The man who might be king (well, deputy king)

When Computer Weekly interviewed Cabinet Office permanent secretary Ian Watmore recently, he cited three names as the key people driving change in IT across the public sector.

Two were to be expected – digital director Mike Bracken, who is leading the move to “digital by default” public services; and open data czar Tim Kelsey, who is opening up government data and enabling the transparency agenda.

For some, the third name might be less well-known: Liam Maxwell, director of ICT futures at the Cabinet Office, most recently a local authority politician and head of IT at David Cameron’s old school, Eton College, who is currently serving on a short-term advisory contract.

So, who is the person identified by the second most senior civil servant in Whitehall as the key to change in government IT?

Maxwell seems set to be the fulcrum of that process of change. Numerous well-placed Whitehall IT insiders have strongly implied to Computer Weekly that Maxwell is the clear favourite to be appointed as the new deputy government CIO.

With Andy Nelson taking over as government CIO while continuing in his day job as CIO at the Ministry of Justice, it’s clear that the top role is primarily that of a figurehead and spiritual leader for government CIOs – in a similar manner to current incumbent Joe Harley, who combines the role with being CIO of the Department for Work And Pensions until he retires next month.

It’s increasingly apparent that the deputy role is where the real day-to-day power will lie, responsible for the dirty work in forcing recalcitrant Whitehall IT departments to adopt the government IT strategy that encourages the use of cloud computing, open source, agile development, short-term contracts and SME suppliers – all areas that previous governments have tried to force onto the laggards in public sector IT only to be thwarted by inertia and by those who feel more comfortable with the expensive status quo.

Maxwell is already fulfilling much of that role – setting the standards and processes for IT procurement and projects to force through change – to the extent that some suppliers even identify him as a bottleneck in IT because he has so many projects to approve.

The new deputy CIO needs to be someone willing to bash heads together, and not take “no” for an answer. Is Maxwell that man?

He has been a central figure in Tory IT policy since before the General Election that brought the coalition to power. He helped draft the Conservative technology policy for Francis Maude – now his boss at the Cabinet Office. He was closely involved in a tech think-tank, the Network for the Post-Bureaucratic Age, which in September 2010 proposed dismantling the IT systems and business ecosystem established by Labour, with the promise of saving £8bn a year in IT costs.

The influence of the Network for the Post-Bureaucratic Age could be seen from the fact that David Cameron himself helped to launch it.

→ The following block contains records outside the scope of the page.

//! Tagging pipeline: raw transactions in, classified transactions with day
//! impact (and reality triggers for discretionary spend) out.

use chrono::NaiveDate;
use serde::{Deserialize, Serialize};
use xpvision_core::{Dream, EmotionTag, ImpactModel, Result, Transaction};

use crate::category_rules::classify_with_emotion;

/// A transaction as the user typed it, before any derived fields
#[derive(Debug, Clone, Serialize, Deserialize, PartialEq)]
pub struct RawTransaction {
    pub date: NaiveDate,
    pub description: String,
    pub amount: f64,
    pub category: String,
    #[serde(default)]
    pub emotion_tag: Option<EmotionTag>,
}

/// Stamps bet flag, impact days and reality triggers against one dream
pub struct TransactionTagger<'a> {
    model: ImpactModel,
    dream: &'a Dream,
}

impl<'a> TransactionTagger<'a> {
    pub fn new(model: ImpactModel, dream: &'a Dream) -> Self {
        Self { model, dream }
    }

    pub fn tag(&self, id: impl Into<String>, raw: &RawTransaction) -> Result<Transaction> {
        let class = classify_with_emotion(&raw.description, &raw.category, raw.emotion_tag);
        let impact_days = self.model.impact_days(raw.amount, self.dream.target_value)?;

        let reality_trigger = if raw.amount < 0.0 && class.category.is_discretionary() {
            Some(self.model.reality_trigger(
                raw.amount,
                self.dream.target_value,
                self.dream.current_saved,
            )?)
        } else {
            None
        };

        if class.is_bet {
            log::info!(
                "bet detected: {:?} ({:.2}) delays '{}' by {} days",
                raw.description,
                raw.amount,
                self.dream.title,
                impact_days.abs()
            );
        }

        Ok(Transaction {
            id: id.into(),
            date: raw.date,
            amount: raw.amount,
            category: raw.category.clone(),
            description: raw.description.clone(),
            is_bet: class.is_bet,
            impact_days,
            emotion_tag: raw.emotion_tag,
            reality_trigger,
        })
    }

    /// Tag a batch, numbering ids `txn-0000`, `txn-0001`, ...
    pub fn tag_all(&self, raws: &[RawTransaction]) -> Result<Vec<Transaction>> {
        raws.iter()
            .enumerate()
            .map(|(i, raw)| self.tag(format!("txn-{:04}", i), raw))
            .collect()
    }
}

#[cfg(test)]
mod tests {
    use super::*;

    fn raw(description: &str, amount: f64, category: &str) -> RawTransaction {
        RawTransaction {
            date: NaiveDate::from_ymd_opt(2026, 3, 10).unwrap(),
            description: description.to_string(),
            amount,
            category: category.to_string(),
            emotion_tag: None,
        }
    }

    #[test]
    fn test_bet_gets_trigger() {
        let dream = Dream::new("Viagem", 3650.0, 0.0).unwrap();
        let tagger = TransactionTagger::new(ImpactModel::default(), &dream);
        let txn = tagger.tag("t1", &raw("Bet365 - Futebol", -120.0, "Aposta")).unwrap();

        assert!(txn.is_bet);
        assert_eq!(txn.impact_days, -12);
        let trigger = txn.reality_trigger.expect("bets carry a reality trigger");
        assert_eq!(trigger.meals_equivalent, 8);
        assert_eq!(trigger.dream_days_lost, 12);
    }

    #[test]
    fn test_delivery_has_impact_but_no_trigger() {
        let dream = Dream::new("Viagem", 3650.0, 0.0).unwrap();
        let tagger = TransactionTagger::new(ImpactModel::default(), &dream);
        let txn = tagger.tag("t2", &raw("iFood - Almoço", -45.0, "Delivery - iFood")).unwrap();

        assert!(!txn.is_bet);
        assert_eq!(txn.impact_days, -5); // 4.5 -> 5
        assert!(txn.reality_trigger.is_none());
    }

    #[test]
    fn test_impulsive_expense_gets_trigger() {
        let dream = Dream::new("Viagem", 3650.0, 0.0).unwrap();
        let tagger = TransactionTagger::new(ImpactModel::default(), &dream);
        let mut shoes = raw("Tênis", -320.0, "Compras");
        shoes.emotion_tag = Some(EmotionTag::Impulsive);
        let txn = tagger.tag("t3", &shoes).unwrap();

        assert_eq!(txn.impact_days, -32);
        assert_eq!(txn.emotion_tag, Some(EmotionTag::Impulsive));
        assert_eq!(txn.reality_trigger.unwrap().meals_equivalent, 20);
    }

    #[test]
    fn test_deposit_advances() {
        let dream = Dream::new("Viagem", 3650.0, 0.0).unwrap();
        let tagger = TransactionTagger::new(ImpactModel::default(), &dream);
        let txn = tagger.tag("t4", &raw("Salário", 700.0, "Renda")).unwrap();
        assert_eq!(txn.impact_days, 70);
        assert!(txn.reality_trigger.is_none());
    }

    #[test]
    fn test_tag_all_numbers_ids() {
        let dream = Dream::new("Viagem", 3650.0, 0.0).unwrap();
        let tagger = TransactionTagger::new(ImpactModel::default(), &dream);
        let txns = tagger
            .tag_all(&[raw("Uber", -30.0, "Transporte"), raw("Pix", 50.0, "Renda")])
            .unwrap();
        assert_eq!(txns.len(), 2);
        assert_eq!(txns[0].id, "txn-0000");
        assert_eq!(txns[1].id, "txn-0001");
    }
}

Before taking on his current 12-month contract at the Cabinet Office, Maxwell was a Tory councillor at the Royal Borough of Windsor and Maidenhead. His political connections were clearly a factor in his appointment to the Cabinet Office, but he is a long-term IT guy too. He was head of computing at Eton College for seven years; head of IT at Capita Resourcing for three years before that; and IT chief for a variety of recruitment firms further back.

Not insignificantly, he was also at Accenture for two years – the IT services firm that also once employed Ian Watmore and Andy Nelson.

Maxwell is a vocal supporter of open source and cloud. He is close to Simon Wardley, one of the UK’s leading thinkers on using cloud to commoditise IT provision, and open source as a competitive weapon. There seems little doubt that Maxwell’s views will be similar.

The Cabinet Office seems to be laying the ground for Maxwell’s promotion – he has recently been a speaker at some high-profile IT conferences, raising his own profile accordingly, spreading the word on open standards and promoting the use of SME suppliers.

If there is one potential drawback, it could be Maxwell’s political ambitions. Insiders suggest he wants to be an MP, a role that would surely present an unacceptable conflict of interest with a Civil Service IT job – although who’s to say we shouldn’t have a capable minister for IT?

Even if the rumours are wrong and someone else turns up as deputy government CIO, there’s no doubt that Maxwell will have a significant influence on the future of public sector IT – and in particular on its relationship with the IT industry.

If you’re an IT supplier, and you don’t yet know who Liam Maxwell is, you’d better find out.